# Goal of the exercise
Each record beneath this sentence is to be transcribed exactly as it reads.
** Materials provided follows **
//! Command handlers

use std::sync::Arc;

use azone_core::abstractions::ThreadRandom;
use azone_core::{AvailabilityZone, AvailabilityZoneManager, AzoneConfig, AzoneResult, SubnetUtils};
use tracing::info;

use crate::{Cli, Commands, SortKey, ZoneCommands};

pub(crate) fn run(cli: Cli) -> AzoneResult<()> {
    let mut config = AzoneConfig::load(cli.config.as_deref())?;
    if let Some(dir) = cli.data_dir {
        config.data_dir = dir;
    }
    if cli.no_host_probe {
        config.network.probe_host_network = false;
    }
    config.validate()?;

    match cli.command {
        Commands::Zones { command } => run_zones(&config, command),
        Commands::Subnet {
            bridge,
            network_dir,
        } => {
            let network_dir = network_dir.unwrap_or_else(|| config.data_dir.join("network"));
            let subnet = subnet_utils(&config).get_subnet(&network_dir, &bridge)?;
            println!("{}", subnet.canonical());
            Ok(())
        }
    }
}

fn subnet_utils(config: &AzoneConfig) -> SubnetUtils {
    SubnetUtils::new(
        azone_host::host_network(&config.network),
        Arc::new(ThreadRandom::new()),
        &config.network,
    )
}

fn run_zones(config: &AzoneConfig, command: ZoneCommands) -> AzoneResult<()> {
    let manager =
        AvailabilityZoneManager::new(&config.data_dir, &config.zones, &subnet_utils(config))?;

    match command {
        ZoneCommands::List { sort } => {
            let mut zones: Vec<&AvailabilityZone> = match sort {
                Some(SortKey::Subnet) => manager.zones_by_subnet(),
                _ => manager.get_zones().iter().collect(),
            };
            if sort == Some(SortKey::Name) {
                zones.sort_by(|a, b| a.name().cmp(b.name()));
            }

            println!("{:<16} {:<20} {}", "NAME", "SUBNET", "AVAILABLE");
            for zone in zones {
                println!(
                    "{:<16} {:<20} {}",
                    zone.name(),
                    zone.subnet().to_cidr(),
                    yes_no(zone.is_available())
                );
            }
        }
        ZoneCommands::Show { name } => {
            let zone = lookup(&manager, &name)?;
            let subnet = zone.subnet();
            println!("Name:       {}", zone.name());
            println!("Subnet:     {}", subnet.to_cidr());
            println!("Gateway:    {}", subnet.min_address());
            println!(
                "Usable:     {} - {} ({} addresses)",
                subnet.min_address(),
                subnet.max_address(),
                subnet.usable_address_count()
            );
            println!("Available:  {}", yes_no(zone.is_available()));
            if zone.name() == manager.get_default_zone_name() {
                println!("Default:    yes");
            }
            println!("Record:     {}", zone.file_path().display());
        }
        ZoneCommands::SetAvailable { name, available } => {
            let zone = lookup(&manager, &name)?;
            zone.set_available(available)?;
            info!("Zone {} availability set to {}", name, available);
            println!(
                "Zone {} is {}",
                zone.name(),
                if available { "available" } else { "unavailable" }
            );
        }
        ZoneCommands::Auto => {
            println!("{}", manager.get_automatic_zone_name()?);
        }
        ZoneCommands::Default => {
            println!("{}", manager.get_default_zone_name());
        }
    }

    Ok(())
}

fn lookup<'a>(manager: &'a AvailabilityZoneManager, name: &str) -> AzoneResult<&'a AvailabilityZone> {
    manager.get_zone(name).map_err(|e| {
        eprintln!("Valid zones are: {}", manager.zone_names().join(", "));
        e
    })
}

fn yes_no(value: bool) -> &'static str {
    if value {
        "yes"
    } else {
        "no"
    }
}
** End of Materials provided **
# Answer to the exercise
//! Command handlers

use std::sync::Arc;

use azone_core::abstractions::ThreadRandom;
use azone_core::{AvailabilityZone, AvailabilityZoneManager, AzoneConfig, AzoneResult, SubnetUtils};
use tracing::info;

use crate::{Cli, Commands, SortKey, ZoneCommands};

pub(crate) fn run(cli: Cli) -> AzoneResult<()> {
    let mut config = AzoneConfig::load(cli.config.as_deref())?;
    if let Some(dir) = cli.data_dir {
        config.data_dir = dir;
    }
    if cli.no_host_probe {
        config.network.probe_host_network = false;
    }
    config.validate()?;

    match cli.command {
        Commands::Zones { command } => run_zones(&config, command),
        Commands::Subnet {
            bridge,
            network_dir,
        } => {
            let network_dir = network_dir.unwrap_or_else(|| config.data_dir.join("network"));
            let subnet = subnet_utils(&config).get_subnet(&network_dir, &bridge)?;
            println!("{}", subnet.canonical());
            Ok(())
        }
    }
}

fn subnet_utils(config: &AzoneConfig) -> SubnetUtils {
    SubnetUtils::new(
        azone_host::host_network(&config.network),
        Arc::new(ThreadRandom::new()),
        &config.network,
    )
}

fn run_zones(config: &AzoneConfig, command: ZoneCommands) -> AzoneResult<()> {
    let manager =
        AvailabilityZoneManager::new(&config.data_dir, &config.zones, &subnet_utils(config))?;

    match command {
        ZoneCommands::List { sort } => {
            let mut zones: Vec<&AvailabilityZone> = match sort {
                Some(SortKey::Subnet) => manager.zones_by_subnet(),
                _ => manager.get_zones().iter().collect(),
            };
            if sort == Some(SortKey::Name) {
                zones.sort_by(|a, b| a.name().cmp(b.name()));
            }

            println!("{:<16} {:<20} {}", "NAME", "SUBNET", "AVAILABLE");
            for zone in zones {
                println!(
                    "{:<16} {:<20} {}",
                    zone.name(),
                    zone.subnet().to_cidr(),
                    yes_no(zone.is_available())
                );
            }
        }
        ZoneCommands::Show { name } => {
            let zone = lookup(&manager, &name)?;
            let subnet = zone.subnet();
            println!("Name:       {}", zone.name());
            println!("Subnet:     {}", subnet.to_cidr());
            println!("Gateway:    {}", subnet.min_address());
            println!(
                "Usable:     {} - {} ({} addresses)",
                subnet.min_address(),
                subnet.max_address(),
                subnet.usable_address_count()
            );
            println!("Available:  {}", yes_no(zone.is_available()));
            if zone.name() == manager.get_default_zone_name() {
                println!("Default:    yes");
            }
            println!("Record:     {}", zone.file_path().display());
        }
        ZoneCommands::SetAvailable { name, available } => {
            let zone = lookup(&manager, &name)?;
            zone.set_available(available)?;
            info!("Zone {} availability set to {}", name, available);
            println!(
                "Zone {} is {}",
                zone.name(),
                if available { "available" } else { "unavailable" }
            );
        }
        ZoneCommands::Auto => {
            println!("{}", manager.get_automatic_zone_name()?);
        }
        ZoneCommands::Default => {
            println!("{}", manager.get_default_zone_name());
        }
    }

    Ok(())
}

fn lookup<'a>(manager: &'a AvailabilityZoneManager, name: &str) -> AzoneResult<&'a AvailabilityZone> {
    manager.get_zone(name).map_err(|e| {
        eprintln!("Valid zones are: {}", manager.zone_names().join(", "));
        e
    })
}

fn yes_no(value: bool) -> &'static str {
    if value {
        "yes"
    } else {
        "no"
    }
}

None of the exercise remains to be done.